Melville’s Peter Demidovich, exalted ruler of the Huntington lodge, said the event was inspired by the memory of his late father and his devotion to scouting. Nickolas was the committee chair of Troop 106, which is sponsored by the Huntington Elks, from the mid-1980s until he died in 2006. He was also an Elk in the latter years of his life.
“After he passed away, people donated money… They made it out to Troop 106,” Demidovich said.
Instead of keeping the money for general Boy Scout expenses, troop leaders launched a foundation in 2009 to help cover summer camp costs. Last year the foundation sent a dozen kids to Boy Scouts summer camp by picking up the $600-$700 bill. More money will come in this July through an annual pancake breakfast.
“It’s quite a bit of help for people who are struggling,” he said. “It’s a lot of money.”
The elder Demidovich always loved to eat, Peter recalled, and he got the idea for a chili cook-off during a real estate convention when one of his colleagues discussed a chili party he held every year.
Last year, Mother Nature had her way and dumped snow on Long Island right before the contest. But with clearer skies in 2014, a full roster of 16 was on duty and dishing out their best – spicy, sweet and everything in between – as well as the stories behind their recipes.
Dix Hills’ Mike Terrone was one of the hardy souls who slogged through the snow to participate last year. He got his start making chili just a few years ago with Boy Scouts Troop 106, and was a hit this year with a sweet and hot recipe. The key? Diced mangos.
“It goes so well with the heat,” he said. “Mangos and the habaneros.” The judges agreed – the panel, including Assemblyman Chad Lupinacci, WBAB afternoon drive personality Fingers, and this reporter, named his best overall.
Chris McKeown came prepared with delicious chili – and a container of Tums.
“I’m going to be popular by the end of the night,” he quipped.
Turns out he was, but for another reason – he won the people’s choice title for best overall.

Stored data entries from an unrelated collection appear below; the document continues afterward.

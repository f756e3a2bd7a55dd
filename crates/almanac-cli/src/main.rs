//! `almanac` — collect and report partner journal metrics over time.
//!
//! # Usage
//!
//! ```
//! almanac collect
//! almanac report
//! almanac series wikidata.journals.Q50814880.articles
//! almanac discover
//! ```
//!
//! Reads `almanac.toml` (or the path given with `--config`) for endpoints,
//! contributor handles, and the partner journal registry; the timeline
//! itself lives in a single JSON document next to it.

mod commands;

use std::path::PathBuf;

use anyhow::Context as _;
use clap::{Parser, Subcommand};
use tracing::level_filters::LevelFilter;
use tracing_subscriber::EnvFilter;

use almanac_sources::SourcesConfig;
use almanac_store_json::{IncompatiblePolicy, JsonFileStore};

// ─── CLI args ─────────────────────────────────────────────────────────────────

#[derive(Parser)]
#[command(name = "almanac", version, about = "Journal metrics timeline reporter")]
struct Cli {
  /// Path to the TOML configuration file.
  #[arg(short, long, default_value = "almanac.toml")]
  config: PathBuf,

  /// Path of the persisted timeline document.
  #[arg(short, long, env = "ALMANAC_TIMELINE", default_value = "almanac_timeline.json")]
  timeline: PathBuf,

  /// Fail instead of starting fresh when the stored timeline has an
  /// incompatible format.
  #[arg(long)]
  strict_version: bool,

  #[command(subcommand)]
  command: Command,
}

#[derive(Subcommand)]
enum Command {
  /// Query all sources and record changed values into the timeline.
  Collect,
  /// Print the latest value of every metric.
  Report {
    /// Emit JSON instead of aligned text.
    #[arg(long)]
    json: bool,
  },
  /// Print the full history of one metric.
  Series {
    /// Dotted metric path, e.g. `wikidata.p1343_scholarly_count`.
    path: String,
  },
  /// Print the most recent value of one metric.
  Latest {
    path: String,
  },
  /// Find Wikidata QIDs for registry journals that lack one.
  Discover,
}

// ─── Entry point ──────────────────────────────────────────────────────────────

#[tokio::main]
async fn main() -> anyhow::Result<()> {
  tracing_subscriber::fmt()
    .with_env_filter(
      EnvFilter::builder()
        .with_default_directive(LevelFilter::INFO.into())
        .from_env_lossy(),
    )
    .init();

  let cli = Cli::parse();

  let policy = if cli.strict_version {
    IncompatiblePolicy::Fail
  } else {
    IncompatiblePolicy::StartFresh
  };
  let store = JsonFileStore::with_policy(&cli.timeline, policy);

  match cli.command {
    Command::Collect => {
      let cfg = load_config(&cli.config)?;
      commands::collect(&store, &cfg).await
    }
    Command::Report { json } => commands::report(&store, json),
    Command::Series { path } => commands::series(&store, &path),
    Command::Latest { path } => commands::latest(&store, &path),
    Command::Discover => {
      let cfg = load_config(&cli.config)?;
      commands::discover(&cfg).await
    }
  }
}

/// Load configuration: the TOML file (optional) overlaid with
/// `ALMANAC_`-prefixed environment variables.
fn load_config(path: &PathBuf) -> anyhow::Result<SourcesConfig> {
  let settings = config::Config::builder()
    .add_source(config::File::from(path.clone()).required(false))
    .add_source(config::Environment::with_prefix("ALMANAC"))
    .build()
    .context("failed to read config")?;

  settings
    .try_deserialize()
    .context("failed to deserialise source configuration")
}
//! Error type for `almanac-sources`.

use thiserror::Error;

#[derive(Debug, Error)]
pub enum Error {
  #[error("core error: {0}")]
  Core(#[from] almanac_core::Error),

  #[error("http error: {0}")]
  Http(#[from] reqwest::Error),

  /// The service answered 2xx but the body did not carry the expected
  /// variable or a parseable value.
  #[error("malformed response from {service}: {detail}")]
  MalformedResponse { service: &'static str, detail: String },
}

pub type Result<T, E = Error> = std::result::Result<T, E>;
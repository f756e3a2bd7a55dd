//! Dot-separated metric paths.

use std::fmt;

use crate::{Error, Result};

/// A validated address of a node in the metrics tree, e.g.
/// `wikidata.journals.Q50814880.articles`.
///
/// Every segment is non-empty and dot-free; parsing rejects anything else up
/// front, so the store never materialises an empty-string key.
#[derive(Debug, Clone, PartialEq, Eq, Hash)]
pub struct MetricPath {
  segments: Vec<String>,
}

impl MetricPath {
  /// Parse a dotted path string.
  pub fn parse(raw: &str) -> Result<Self> {
    if raw.is_empty() {
      return Err(Error::InvalidPath(raw.to_owned()));
    }
    let segments: Vec<String> = raw.split('.').map(str::to_owned).collect();
    if segments.iter().any(|s| s.is_empty()) {
      return Err(Error::InvalidPath(raw.to_owned()));
    }
    Ok(Self { segments })
  }

  /// Build a path from pre-split segments (e.g. a journal QID that must be
  /// treated as a single key even if it somehow contained a dot — rejected
  /// here rather than silently re-split later).
  pub fn from_segments<I, S>(segments: I) -> Result<Self>
  where
    I: IntoIterator<Item = S>,
    S: Into<String>,
  {
    let segments: Vec<String> = segments.into_iter().map(Into::into).collect();
    if segments.is_empty() || segments.iter().any(|s| s.is_empty() || s.contains('.')) {
      return Err(Error::InvalidPath(segments.join(".")));
    }
    Ok(Self { segments })
  }

  pub fn segments(&self) -> &[String] { &self.segments }

  /// The final segment — the key the series leaf lives under.
  pub fn leaf(&self) -> &str { &self.segments[self.segments.len() - 1] }

  /// All segments except the last — the interior groups to descend through.
  pub fn parents(&self) -> &[String] { &self.segments[..self.segments.len() - 1] }
}

impl fmt::Display for MetricPath {
  fn fmt(&self, f: &mut fmt::Formatter<'_>) -> fmt::Result {
    write!(f, "{}", self.segments.join("."))
  }
}

impl std::str::FromStr for MetricPath {
  type Err = Error;

  fn from_str(s: &str) -> Result<Self> { Self::parse(s) }
}
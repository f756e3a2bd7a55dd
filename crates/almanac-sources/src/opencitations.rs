//! OpenCitations crowdsourcing metrics derived from deposit issues.
//!
//! Contributors deposit citation metadata by opening issues titled
//! `deposit {domain} {identifier}` on the crowdsourcing repository; the
//! triage labels on each issue track its processing state.

use std::collections::BTreeMap;

use chrono::{DateTime, Utc};
use serde::Serialize;
use strum::{Display, EnumString};

use crate::github::Issue;

// ─── Deposit status ──────────────────────────────────────────────────────────

/// Processing state of a deposit, derived from issue labels.
#[derive(
  Debug, Clone, Copy, PartialEq, Eq, PartialOrd, Ord, Default, Serialize, Display, EnumString,
)]
#[serde(rename_all = "snake_case")]
#[strum(serialize_all = "snake_case")]
pub enum DepositStatus {
  Done,
  ToBeProcessed,
  Invalid,
  Rejected,
  #[default]
  Unknown,
}

impl DepositStatus {
  /// Label precedence matches the triage workflow: a deposit marked `done`
  /// is done even if stale labels linger.
  fn from_labels<'a>(labels: impl Iterator<Item = &'a str>) -> Self {
    let labels: Vec<&str> = labels.collect();
    if labels.contains(&"done") {
      Self::Done
    } else if labels.contains(&"to be processed") {
      Self::ToBeProcessed
    } else if labels.contains(&"invalid") {
      Self::Invalid
    } else if labels.contains(&"rejected") {
      Self::Rejected
    } else {
      Self::Unknown
    }
  }
}

// ─── Parsed deposits ─────────────────────────────────────────────────────────

/// One deposit issue with its title fields and status extracted.
#[derive(Debug, Clone, Serialize)]
pub struct DepositIssue {
  pub number: u64,
  pub title: String,
  pub state: String,
  pub labels: Vec<String>,
  pub creator: Option<String>,
  pub created_at: Option<DateTime<Utc>>,
  pub closed_at: Option<DateTime<Utc>>,
  /// Second word of the title: the identifier's domain (e.g. `doi`).
  pub domain: Option<String>,
  /// Remainder of the title after the domain.
  pub identifier: Option<String>,
  pub status: DepositStatus,
  pub url: String,
}

/// Extract deposit metadata from a raw issue.
///
/// Titles look like `deposit {domain} {identifier}`; anything that does not
/// split that way simply leaves `domain`/`identifier` empty.
pub fn parse_deposit_issue(issue: &Issue) -> DepositIssue {
  let mut words = issue.title.splitn(3, ' ');
  let _verb = words.next();
  let domain = words.next().map(str::to_owned);
  let identifier = words.next().map(str::to_owned);

  DepositIssue {
    number: issue.number,
    title: issue.title.clone(),
    state: issue.state.clone(),
    labels: issue.label_names().map(str::to_owned).collect(),
    creator: issue.creator().map(str::to_owned),
    created_at: issue.created_at,
    closed_at: issue.closed_at,
    domain,
    identifier,
    status: DepositStatus::from_labels(issue.label_names()),
    url: issue.html_url.clone(),
  }
}

// ─── Summary ─────────────────────────────────────────────────────────────────

/// Aggregated view of a contributor group's deposits.
#[derive(Debug, Clone, Default, Serialize)]
pub struct ContributionSummary {
  pub total_issues: usize,
  pub status_breakdown: BTreeMap<DepositStatus, usize>,
  pub by_creator: BTreeMap<String, usize>,
  pub by_domain: BTreeMap<String, usize>,
  pub deposits: Vec<DepositIssue>,
}

impl ContributionSummary {
  pub fn count_for(&self, status: DepositStatus) -> usize {
    self.status_breakdown.get(&status).copied().unwrap_or(0)
  }
}

/// Issues created by one of the configured contributor handles.
pub fn filter_contributions<'a>(
  issues: &'a [Issue],
  contributors: &[String],
) -> Vec<&'a Issue> {
  issues
    .iter()
    .filter(|issue| {
      issue
        .creator()
        .is_some_and(|login| contributors.iter().any(|c| c == login))
    })
    .collect()
}

/// Summarise deposits, excluding pull requests (the issues endpoint lists
/// them too).
pub fn summarize_contributions<'a>(
  issues: impl IntoIterator<Item = &'a Issue>,
) -> ContributionSummary {
  let mut summary = ContributionSummary::default();

  for issue in issues {
    if issue.is_pull_request() {
      continue;
    }
    let deposit = parse_deposit_issue(issue);

    *summary.status_breakdown.entry(deposit.status).or_default() += 1;
    if let Some(creator) = &deposit.creator {
      *summary.by_creator.entry(creator.clone()).or_default() += 1;
    }
    if let Some(domain) = &deposit.domain {
      *summary.by_domain.entry(domain.clone()).or_default() += 1;
    }
    summary.deposits.push(deposit);
  }

  summary.total_issues = summary.deposits.len();
  summary
}
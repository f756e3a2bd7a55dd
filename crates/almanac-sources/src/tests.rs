//! Tests for response parsing, deposit classification, and the registry.

use std::str::FromStr;

use crate::{
  config::{PartnerJournal, SourcesConfig},
  github::Issue,
  opencitations::{
    DepositStatus, filter_contributions, parse_deposit_issue, summarize_contributions,
  },
  wikidata::{SparqlResponse, escape_literal, extract_count, journal_match},
};

fn issue(raw: &str) -> Issue { serde_json::from_str(raw).unwrap() }

fn deposit_issue(number: u64, login: &str, labels: &[&str], title: &str) -> Issue {
  let labels: Vec<serde_json::Value> =
    labels.iter().map(|l| serde_json::json!({ "name": l })).collect();
  issue(
    &serde_json::json!({
      "number": number,
      "title": title,
      "state": "closed",
      "labels": labels,
      "user": { "login": login },
      "created_at": "2024-03-01T08:30:00Z",
      "closed_at": "2024-03-04T10:00:00Z",
      "html_url": format!("https://github.com/opencitations/crowdsourcing/issues/{number}"),
    })
    .to_string(),
  )
}

// ─── SPARQL parsing ──────────────────────────────────────────────────────────

#[test]
fn count_response_parses_and_extracts() {
  let raw = r#"{
    "head": { "vars": ["count"] },
    "results": { "bindings": [
      { "count": { "type": "literal",
                   "datatype": "http://www.w3.org/2001/XMLSchema#integer",
                   "value": "14" } }
    ] }
  }"#;

  let response: SparqlResponse = serde_json::from_str(raw).unwrap();
  assert_eq!(response.head.vars, ["count"]);
  assert_eq!(extract_count(&response).unwrap(), 14);
}

#[test]
fn empty_bindings_are_a_malformed_count() {
  let raw = r#"{ "results": { "bindings": [] } }"#;
  let response: SparqlResponse = serde_json::from_str(raw).unwrap();
  assert!(extract_count(&response).is_err());
}

#[test]
fn non_numeric_count_is_malformed() {
  let raw = r#"{ "results": { "bindings": [
    { "count": { "type": "literal", "value": "many" } }
  ] } }"#;
  let response: SparqlResponse = serde_json::from_str(raw).unwrap();
  assert!(extract_count(&response).is_err());
}

#[test]
fn journal_match_takes_qid_from_item_uri() {
  let raw = r#"{ "results": { "bindings": [
    { "item":      { "type": "uri", "value": "http://www.wikidata.org/entity/Q50814880" },
      "itemLabel": { "type": "literal", "value": "Journal of Spatial Information Science" },
      "issn":      { "type": "literal", "value": "1948-660X" } }
  ] } }"#;

  let response: SparqlResponse = serde_json::from_str(raw).unwrap();
  let m = journal_match(&response.results.bindings[0]).unwrap();
  assert_eq!(m.qid, "Q50814880");
  assert_eq!(m.label.as_deref(), Some("Journal of Spatial Information Science"));
  assert_eq!(m.issn.as_deref(), Some("1948-660X"));
}

#[test]
fn literals_are_escaped_for_sparql() {
  assert_eq!(escape_literal(r#"The "Best" Journal"#), r#"The \"Best\" Journal"#);
  assert_eq!(escape_literal(r"back\slash"), r"back\\slash");
}

// ─── Deposit issues ──────────────────────────────────────────────────────────

#[test]
fn deposit_title_splits_into_domain_and_identifier() {
  let parsed = parse_deposit_issue(&deposit_issue(
    17,
    "alice",
    &["done"],
    "deposit journals.example.org doi:10.1000/182",
  ));

  assert_eq!(parsed.number, 17);
  assert_eq!(parsed.domain.as_deref(), Some("journals.example.org"));
  assert_eq!(parsed.identifier.as_deref(), Some("doi:10.1000/182"));
  assert_eq!(parsed.status, DepositStatus::Done);
  assert_eq!(parsed.creator.as_deref(), Some("alice"));
  assert!(parsed.created_at.is_some());
}

#[test]
fn short_titles_leave_fields_empty() {
  let parsed = parse_deposit_issue(&deposit_issue(1, "alice", &[], "deposit"));
  assert_eq!(parsed.domain, None);
  assert_eq!(parsed.identifier, None);
  assert_eq!(parsed.status, DepositStatus::Unknown);
}

#[test]
fn status_precedence_prefers_done() {
  let parsed =
    parse_deposit_issue(&deposit_issue(2, "alice", &["to be processed", "done"], "deposit x y"));
  assert_eq!(parsed.status, DepositStatus::Done);

  let parsed = parse_deposit_issue(&deposit_issue(3, "alice", &["rejected"], "deposit x y"));
  assert_eq!(parsed.status, DepositStatus::Rejected);
}

#[test]
fn status_names_round_trip() {
  assert_eq!(DepositStatus::ToBeProcessed.to_string(), "to_be_processed");
  assert_eq!(DepositStatus::from_str("to_be_processed").unwrap(), DepositStatus::ToBeProcessed);
}

#[test]
fn contributions_filter_by_login() {
  let issues = vec![
    deposit_issue(1, "alice", &["done"], "deposit a 1"),
    deposit_issue(2, "mallory", &["done"], "deposit b 2"),
    deposit_issue(3, "alice", &["invalid"], "deposit c 3"),
  ];

  let ours = filter_contributions(&issues, &["alice".to_owned()]);
  assert_eq!(ours.len(), 2);
  assert!(ours.iter().all(|i| i.creator() == Some("alice")));
}

#[test]
fn summary_counts_by_status_creator_and_domain() {
  let issues = vec![
    deposit_issue(1, "alice", &["done"], "deposit doi 10.1/a"),
    deposit_issue(2, "alice", &["done"], "deposit doi 10.1/b"),
    deposit_issue(3, "bob", &["to be processed"], "deposit issn 1234-5678"),
  ];

  let summary = summarize_contributions(&issues);
  assert_eq!(summary.total_issues, 3);
  assert_eq!(summary.count_for(DepositStatus::Done), 2);
  assert_eq!(summary.count_for(DepositStatus::ToBeProcessed), 1);
  assert_eq!(summary.count_for(DepositStatus::Rejected), 0);
  assert_eq!(summary.by_creator["alice"], 2);
  assert_eq!(summary.by_creator["bob"], 1);
  assert_eq!(summary.by_domain["doi"], 2);
}

#[test]
fn pull_requests_are_excluded_from_summaries() {
  let pr = issue(
    r#"{
      "number": 9,
      "title": "deposit doi 10.1/x",
      "state": "open",
      "labels": [],
      "user": { "login": "alice" },
      "created_at": null,
      "closed_at": null,
      "html_url": "https://github.com/opencitations/crowdsourcing/pull/9",
      "pull_request": { "url": "https://api.github.com/repos/opencitations/crowdsourcing/pulls/9" }
    }"#,
  );
  assert!(pr.is_pull_request());

  let issues = vec![pr, deposit_issue(10, "alice", &["done"], "deposit doi 10.1/y")];
  let summary = summarize_contributions(&issues);
  assert_eq!(summary.total_issues, 1);
  assert_eq!(summary.deposits[0].number, 10);
}

// ─── Registry ────────────────────────────────────────────────────────────────

fn registry() -> SourcesConfig {
  SourcesConfig {
    contributors: vec!["alice".to_owned()],
    journals: vec![
      PartnerJournal {
        name: "Journal of Spatial Information Science".to_owned(),
        partner: "JOSIS / TU Dresden".to_owned(),
        url: Some("https://josis.org".to_owned()),
        wikidata_qid: Some("Q50814880".to_owned()),
        issn: None,
        ojs_version: Some("3.3.0.6".to_owned()),
      },
      PartnerJournal {
        name: "The Byzantine Review".to_owned(),
        partner: "WWU Münster".to_owned(),
        url: None,
        wikidata_qid: None,
        issn: None,
        ojs_version: None,
      },
    ],
    ..SourcesConfig::default()
  }
}

#[test]
fn registry_partitions_journals_by_qid() {
  let cfg = registry();
  assert_eq!(cfg.qids(), ["Q50814880"]);
  assert_eq!(cfg.journals_with_qid().count(), 1);
  assert_eq!(
    cfg.journals_without_qid().next().unwrap().name,
    "The Byzantine Review"
  );
}

#[test]
fn default_config_points_at_public_endpoints() {
  let cfg = SourcesConfig::default();
  assert_eq!(cfg.wikidata_endpoint, "https://query.wikidata.org/sparql");
  assert_eq!(cfg.opencitations_repo, "opencitations/crowdsourcing");
  assert!(cfg.user_agent.starts_with("almanac/"));
}

#[test]
fn registry_deserialises_from_toml() {
  let raw = r#"
    contributors = ["alice"]

    [[journals]]
    name = "Journal of Applied Botany and Food Quality"
    partner = "Julius Kühn-Institut"
    wikidata_qid = "Q15764825"
    ojs_version = "3.3.0.8"
  "#;

  let cfg: SourcesConfig = toml::from_str(raw).unwrap();
  assert_eq!(cfg.journals.len(), 1);
  assert_eq!(cfg.journals[0].wikidata_qid.as_deref(), Some("Q15764825"));
  // Unset endpoint fields fall back to the public defaults.
  assert_eq!(cfg.github_api_base, "https://api.github.com");
}
//! The scalar value type stored in a metric series.
//!
//! The timeline is value-type-agnostic: counts, labels, and missing readings
//! all persist as whatever scalar the producer observed. The set of shapes is
//! closed so change detection has exhaustive equality semantics.

use serde::{Deserialize, Serialize};

/// One observed sample value.
///
/// Serialised untagged, so the persisted JSON holds the native scalar
/// (`14`, `3.5`, `"done"`, `true`, `null`) with no wrapper object.
#[derive(Debug, Clone, Serialize, Deserialize)]
#[serde(untagged)]
pub enum MetricValue {
  /// The source was queried but had no value to report.
  Null,
  Bool(bool),
  Integer(i64),
  Float(f64),
  String(String),
}

impl MetricValue {
  pub fn is_null(&self) -> bool { matches!(self, Self::Null) }
}

/// Equality drives the append-suppression check: two numbers are equal when
/// they are numerically equal regardless of integer/float representation,
/// `Null == Null`, and there is no coercion across any other pair of
/// variants (`Integer(0) != String("0")`).
impl PartialEq for MetricValue {
  fn eq(&self, other: &Self) -> bool {
    use MetricValue::*;
    match (self, other) {
      (Null, Null) => true,
      (Bool(a), Bool(b)) => a == b,
      (Integer(a), Integer(b)) => a == b,
      (Float(a), Float(b)) => a == b,
      (Integer(a), Float(b)) | (Float(b), Integer(a)) => *a as f64 == *b,
      (String(a), String(b)) => a == b,
      _ => false,
    }
  }
}

impl From<i64> for MetricValue {
  fn from(v: i64) -> Self { Self::Integer(v) }
}

impl From<u64> for MetricValue {
  /// Counts from external services arrive unsigned; anything beyond `i64`
  /// range falls back to a float, matching what a JSON round trip would do.
  fn from(v: u64) -> Self {
    match i64::try_from(v) {
      Ok(i) => Self::Integer(i),
      Err(_) => Self::Float(v as f64),
    }
  }
}

impl From<f64> for MetricValue {
  fn from(v: f64) -> Self { Self::Float(v) }
}

impl From<bool> for MetricValue {
  fn from(v: bool) -> Self { Self::Bool(v) }
}

impl From<&str> for MetricValue {
  fn from(v: &str) -> Self { Self::String(v.to_owned()) }
}

impl From<String> for MetricValue {
  fn from(v: String) -> Self { Self::String(v) }
}

/// `None` maps to `Null` — a query that answered "no value" is still an
/// observation worth recording.
impl<T: Into<MetricValue>> From<Option<T>> for MetricValue {
  fn from(v: Option<T>) -> Self {
    match v {
      Some(inner) => inner.into(),
      None => Self::Null,
    }
  }
}

impl std::fmt::Display for MetricValue {
  fn fmt(&self, f: &mut std::fmt::Formatter<'_>) -> std::fmt::Result {
    match self {
      Self::Null => write!(f, "null"),
      Self::Bool(v) => write!(f, "{v}"),
      Self::Integer(v) => write!(f, "{v}"),
      Self::Float(v) => write!(f, "{v}"),
      Self::String(v) => write!(f, "{v}"),
    }
  }
}
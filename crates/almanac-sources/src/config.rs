//! Source configuration and the partner journal registry.
//!
//! Endpoints, contributor handles, and the journal list are explicit
//! configuration deserialised from `almanac.toml` (or the environment), not
//! module-level constants — the clients receive a `SourcesConfig` at
//! construction time and hold no global state.

use serde::{Deserialize, Serialize};

/// One partner journal tracked by the evaluation.
#[derive(Debug, Clone, Serialize, Deserialize)]
pub struct PartnerJournal {
  pub name: String,
  /// Partner organization operating the journal.
  pub partner: String,
  #[serde(default)]
  pub url: Option<String>,
  /// Wikidata item for the journal; absent until discovered.
  #[serde(default)]
  pub wikidata_qid: Option<String>,
  #[serde(default)]
  pub issn: Option<String>,
  #[serde(default)]
  pub ojs_version: Option<String>,
}

/// Runtime configuration for all external sources.
#[derive(Debug, Clone, Serialize, Deserialize)]
#[serde(default)]
pub struct SourcesConfig {
  /// SPARQL endpoint of the Wikidata Query Service.
  pub wikidata_endpoint: String,
  /// Sent on every request; the Wikidata Query Service requires a
  /// descriptive User-Agent with a contact address.
  pub user_agent: String,
  pub github_api_base: String,
  /// `owner/repo` of the OpenCitations crowdsourcing issue tracker.
  pub opencitations_repo: String,
  /// GitHub token for a higher rate limit; anonymous works for small runs.
  pub github_token: Option<String>,
  /// GitHub handles whose issues count as contributions of this project's
  /// deposit tooling.
  pub contributors: Vec<String>,
  pub journals: Vec<PartnerJournal>,
}

impl Default for SourcesConfig {
  fn default() -> Self {
    Self {
      wikidata_endpoint: "https://query.wikidata.org/sparql".to_owned(),
      user_agent: concat!(
        "almanac/",
        env!("CARGO_PKG_VERSION"),
        " (https://github.com/almanac-metrics/almanac)"
      )
      .to_owned(),
      github_api_base: "https://api.github.com".to_owned(),
      opencitations_repo: "opencitations/crowdsourcing".to_owned(),
      github_token: None,
      contributors: Vec::new(),
      journals: Vec::new(),
    }
  }
}

impl SourcesConfig {
  /// Journals that already have a Wikidata QID.
  pub fn journals_with_qid(&self) -> impl Iterator<Item = &PartnerJournal> {
    self.journals.iter().filter(|j| j.wikidata_qid.is_some())
  }

  /// Journals still missing a QID — the discovery candidates.
  pub fn journals_without_qid(&self) -> impl Iterator<Item = &PartnerJournal> {
    self.journals.iter().filter(|j| j.wikidata_qid.is_none())
  }

  /// All known QIDs, in registry order.
  pub fn qids(&self) -> Vec<&str> {
    self
      .journals
      .iter()
      .filter_map(|j| j.wikidata_qid.as_deref())
      .collect()
  }
}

John Tramposch’s entry reflects a lifestyle change. The Exalted Ruler of the Islip Elks Lodge said he adapted his traditional recipe after being diagnosed with diabetes eight years ago.
“At first I was very depressed, and I said, ‘You know what? I’ve got to learn to eat within my means’,” he said.
Meanwhile, East Northport’s David Nodell may have driven the farthest for ingredients – he hunted the deer he used in his recipe during a recent Midwest hunting trip.
Others turned to the bar for a base. Huntington resident Gigi Bowman’s recipe for Irish Chili, crowned with mashed potatoes, calls for 45 oz. of Guinness – “Guinness is good for cooking,” she explained. And Jim Ruppert’s “Jack Daniels XXX Rocky Mountain Badass Chili” pays homage to where he dreamed up the recipe as well as a key libation in the recipe.
Melville’s Jack Stein, who is a longtime chili chef, instead called in reinforcements – a saucy puppet named Sleeezyanna who will appear at the lodge’s ventriloquist’s show in late March. Why bring the flirtatious puppet to the event?
“Well, she cooked it,” he teased. “And ventriloquism really goes with anything.”